The Role of Biologics
Transforming growth factor-beta1(TGF-β1), fibroblast growth factor-2 (FGF-2), growth and differentiation factors, and basic-FGF (bFGF) have been reported to regulate and improve cellular activities and proliferation, extracellular matrix (ECM) deposition, and influence the differentiation of mesenchymal stem cells (MSCs) into fibroblasts in the repair process of torn ligaments. Platelet-rich plasma (PRP) is known to contain a combination of bioactive agents that are capable of mediating tissue-healing processes during both the inflammatory and remodeling phases following an injury. Platelets are involved in homeostasis and clot formation, which are critically important components of tissue healing. These processes are mediated by the release of such factors as platelet-derived growth factor (PDGF), TGF-β1, vascular endothelial growth factor (VEGF), bFGF, and epidermal growth factor (EGF) through the degranulation of alpha granules. Among these growth factors, PDGF and TGF-β1 are particularly important modulators that contribute to increased fibroblast proliferation and collagen production during the healing process.

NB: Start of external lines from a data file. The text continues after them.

//! Bounded dispatch between change producers and consumer callbacks.
//!
//! Each registration owns a `tokio::broadcast` queue drained by one task.
//! When the callback falls behind, the oldest pending changes are dropped and
//! the number skipped is logged; producers never block.

use tokio::sync::broadcast::{self, error::RecvError};
use tokio_util::sync::CancellationToken;
use tracing::{debug, warn};

use crate::source::ValueChangeCallback;
use crate::value::Value;

/// Default number of pending changes buffered per registration.
pub const DEFAULT_QUEUE_CAPACITY: usize = 64;

/// Tuning for watch registrations.
#[derive(Debug, Clone, Copy, PartialEq, Eq)]
pub struct WatchOptions {
    /// Pending changes buffered before the oldest are dropped.
    pub queue_capacity: usize,
}

impl Default for WatchOptions {
    fn default() -> Self {
        Self {
            queue_capacity: DEFAULT_QUEUE_CAPACITY,
        }
    }
}

#[derive(Debug, Clone)]
struct Change {
    previous: Value,
    current: Value,
}

/// Producer handle for one watch registration.
#[derive(Debug, Clone)]
pub struct WatchQueue {
    sender: broadcast::Sender<Change>,
    cancel: CancellationToken,
}

impl WatchQueue {
    /// Spawn the dispatcher task for `callback` and return its queue.
    ///
    /// Must be called from within a Tokio runtime.
    #[must_use]
    pub fn spawn(
        key: &str,
        callback: ValueChangeCallback,
        options: WatchOptions,
        cancel: CancellationToken,
    ) -> Self {
        let (sender, receiver) = broadcast::channel(options.queue_capacity.max(1));
        tokio::spawn(dispatch(
            key.to_string(),
            receiver,
            callback,
            cancel.clone(),
        ));
        Self { sender, cancel }
    }

    /// Enqueue a change; never blocks.
    pub fn push(&self, previous: Value, current: Value) {
        if self.cancel.is_cancelled() {
            return;
        }
        let _ = self.sender.send(Change { previous, current });
    }

    /// Whether the registration has been cancelled or its dispatcher exited.
    #[must_use]
    pub fn is_closed(&self) -> bool {
        self.cancel.is_cancelled() || self.sender.receiver_count() == 0
    }

    /// Token that ends this registration.
    #[must_use]
    pub const fn cancellation(&self) -> &CancellationToken {
        &self.cancel
    }
}

async fn dispatch(
    key: String,
    mut receiver: broadcast::Receiver<Change>,
    callback: ValueChangeCallback,
    cancel: CancellationToken,
) {
    loop {
        tokio::select! {
            biased;
            () = cancel.cancelled() => break,
            received = receiver.recv() => match received {
                Ok(change) => {
                    if cancel.is_cancelled() {
                        break;
                    }
                    callback(change.previous, change.current);
                }
                Err(RecvError::Lagged(skipped)) => {
                    warn!(key = %key, skipped, "watch queue overflowed; oldest changes dropped");
                }
                Err(RecvError::Closed) => break,
            },
        }
    }
    debug!(key = %key, "watch dispatcher stopped");
}

#[cfg(test)]
mod tests {
    use super::*;
    use std::sync::{Arc, Mutex};
    use std::time::Duration;
    use tokio::sync::mpsc;
    use tokio::time::timeout;

    #[tokio::test]
    async fn changes_are_delivered_in_order() {
        let (tx, mut rx) = mpsc::unbounded_channel();
        let queue = WatchQueue::spawn(
            "amount",
            Arc::new(move |previous: Value, current: Value| {
                let _ = tx.send((previous.string(), current.string()));
            }),
            WatchOptions::default(),
            CancellationToken::new(),
        );

        queue.push(Value::from("1"), Value::from("2"));
        queue.push(Value::from("2"), Value::from("3"));

        let first = timeout(Duration::from_secs(1), rx.recv()).await.unwrap();
        let second = timeout(Duration::from_secs(1), rx.recv()).await.unwrap();
        assert_eq!(first, Some(("1".to_string(), "2".to_string())));
        assert_eq!(second, Some(("2".to_string(), "3".to_string())));
    }

    #[tokio::test]
    async fn overflow_drops_oldest_changes() {
        let seen = Arc::new(Mutex::new(Vec::new()));
        let sink = Arc::clone(&seen);
        let cancel = CancellationToken::new();
        let (sender, receiver) = broadcast::channel(2);
        for index in 0..5 {
            let _ = sender.send(Change {
                previous: Value::empty(),
                current: Value::from(index.to_string()),
            });
        }
        drop(sender);
        dispatch(
            "burst".to_string(),
            receiver,
            Arc::new(move |_, current: Value| {
                sink.lock().unwrap().push(current.string());
            }),
            cancel,
        )
        .await;

        assert_eq!(*seen.lock().unwrap(), vec!["3".to_string(), "4".to_string()]);
    }

    #[tokio::test]
    async fn cancelled_registration_stops_delivery() {
        let (tx, mut rx) = mpsc::unbounded_channel::<String>();
        let cancel = CancellationToken::new();
        let queue = WatchQueue::spawn(
            "amount",
            Arc::new(move |_, current: Value| {
                let _ = tx.send(current.string());
            }),
            WatchOptions::default(),
            cancel.clone(),
        );

        cancel.cancel();
        queue.push(Value::empty(), Value::from("ignored"));
        assert!(queue.is_closed());
        let received = timeout(Duration::from_secs(1), rx.recv()).await.unwrap();
        assert_eq!(received, None);
    }
}
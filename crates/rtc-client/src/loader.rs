//! Process-wide configuration access.
//!
//! [`Loader`] is an ordinary value that can be injected wherever configuration
//! is read. For call sites that prefer ambient access, a process-wide default
//! lives in a lock-guarded slot: it is seeded lazily from an [`EnvSource`]
//! named by `SERVICE_NAME` and replaced with [`set_default`]. Treat the slot
//! as process lifecycle state and swap it during startup.

use std::sync::{Arc, RwLock};

use once_cell::sync::Lazy;
use tokio_util::sync::CancellationToken;
use tracing::error;

use crate::env::EnvSource;
use crate::error::SourceResult;
use crate::source::{ValueChangeCallback, ValueSource};
use crate::value::Value;

/// Variable naming the service for the default environment source.
pub const SERVICE_NAME_ENV: &str = "SERVICE_NAME";

static DEFAULT: Lazy<RwLock<Loader>> = Lazy::new(|| RwLock::new(Loader::from_env()));

/// Thin façade over one [`ValueSource`].
#[derive(Clone)]
pub struct Loader {
    source: Arc<dyn ValueSource>,
}

impl Loader {
    /// Wrap `source`.
    #[must_use]
    pub fn new(source: Arc<dyn ValueSource>) -> Self {
        Self { source }
    }

    /// Environment-backed loader for the service named by `SERVICE_NAME`.
    #[must_use]
    pub fn from_env() -> Self {
        let service = std::env::var(SERVICE_NAME_ENV).unwrap_or_default();
        Self::new(Arc::new(EnvSource::new(&service)))
    }

    /// Underlying source.
    #[must_use]
    pub fn source(&self) -> Arc<dyn ValueSource> {
        Arc::clone(&self.source)
    }

    /// Resolve `key`, propagating errors.
    ///
    /// # Errors
    ///
    /// Returns the source's resolution error.
    pub async fn value(&self, key: &str) -> SourceResult<Value> {
        self.source.value(key).await
    }

    /// Resolve `key`, logging any error and returning the empty value.
    pub async fn get(&self, key: &str) -> Value {
        match self.source.value(key).await {
            Ok(value) => value,
            Err(err) => {
                error!(key, error = %err, "failed to resolve configuration value");
                Value::empty()
            }
        }
    }

    /// Register `callback` for changes of `key`.
    ///
    /// # Errors
    ///
    /// Returns the source's registration error.
    pub async fn watch_value(
        &self,
        key: &str,
        callback: ValueChangeCallback,
        cancel: CancellationToken,
    ) -> SourceResult<()> {
        self.source.watch_value(key, callback, cancel).await
    }
}

impl std::fmt::Debug for Loader {
    fn fmt(&self, f: &mut std::fmt::Formatter<'_>) -> std::fmt::Result {
        f.debug_struct("Loader").finish_non_exhaustive()
    }
}

/// Current process-wide loader.
#[must_use]
pub fn default_loader() -> Loader {
    match DEFAULT.read() {
        Ok(guard) => guard.clone(),
        Err(poisoned) => poisoned.into_inner().clone(),
    }
}

/// Replace the process-wide loader.
pub fn set_default(loader: Loader) {
    match DEFAULT.write() {
        Ok(mut guard) => *guard = loader,
        Err(poisoned) => *poisoned.into_inner() = loader,
    }
}

/// Resolve `key` through the default loader.
///
/// # Errors
///
/// Returns the source's resolution error.
pub async fn value(key: &str) -> SourceResult<Value> {
    default_loader().value(key).await
}

/// Resolve `key` through the default loader, downgrading errors to the
/// empty value.
pub async fn get(key: &str) -> Value {
    default_loader().get(key).await
}

/// Watch `key` through the default loader.
///
/// # Errors
///
/// Returns the source's registration error.
pub async fn watch_value(
    key: &str,
    callback: ValueChangeCallback,
    cancel: CancellationToken,
) -> SourceResult<()> {
    default_loader()
        .watch_value(key, callback, cancel)
        .await
}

Cell therapy has been widely studied in vitro and in preclinical studies. Multipotent cells in the form of mesenchymal stem cells (MSCs) have been isolated from a number of tissues for clinical use, including bone marrow aspirate concentrate (BMAC) and lipoaspirate. An updated theory on the origins of mesenchymal stem cells has identified pericytes as the specialized cell of interest1. Pericytes reside alongside blood cells as a component of the perivascular niche. These cells become activated in response to injury, subsequently releasing a complex assortment of bioactive molecules and creating a microenvironment for tissue repair by stimulating regenerative processes and retarding aggressive immune responses that may impair the healing process.
ACL Repair with Biologic Augmentation
Steadman et al. pioneered biologic treatment of ACL injury by using a healing response procedure (microfracture of the intercondylar notch) to treat these injuries and reported their initial findings in a study of skeletally immature athletes2. This work was then expanded to include the treatment of ACL injuries in an older patient cohort3.
More recently, Gobbi et al. described a treatment method involving primary suture repair of the ACL combined with biologic augmentation. In their first report on this method, 26 athletes with symptomatic ACL insufficiency underwent primary repair and marrow stimulation and were followed for a mean of 25 months4. All patients had been diagnosed with incomplete proximal tears of the ACL and underwent surgical treatment within 4 weeks after the injury. High rates of return to the pre-injury level of activity were achieved as demonstrated by the mean Tegner and Marx scores at the time of the latest follow-up.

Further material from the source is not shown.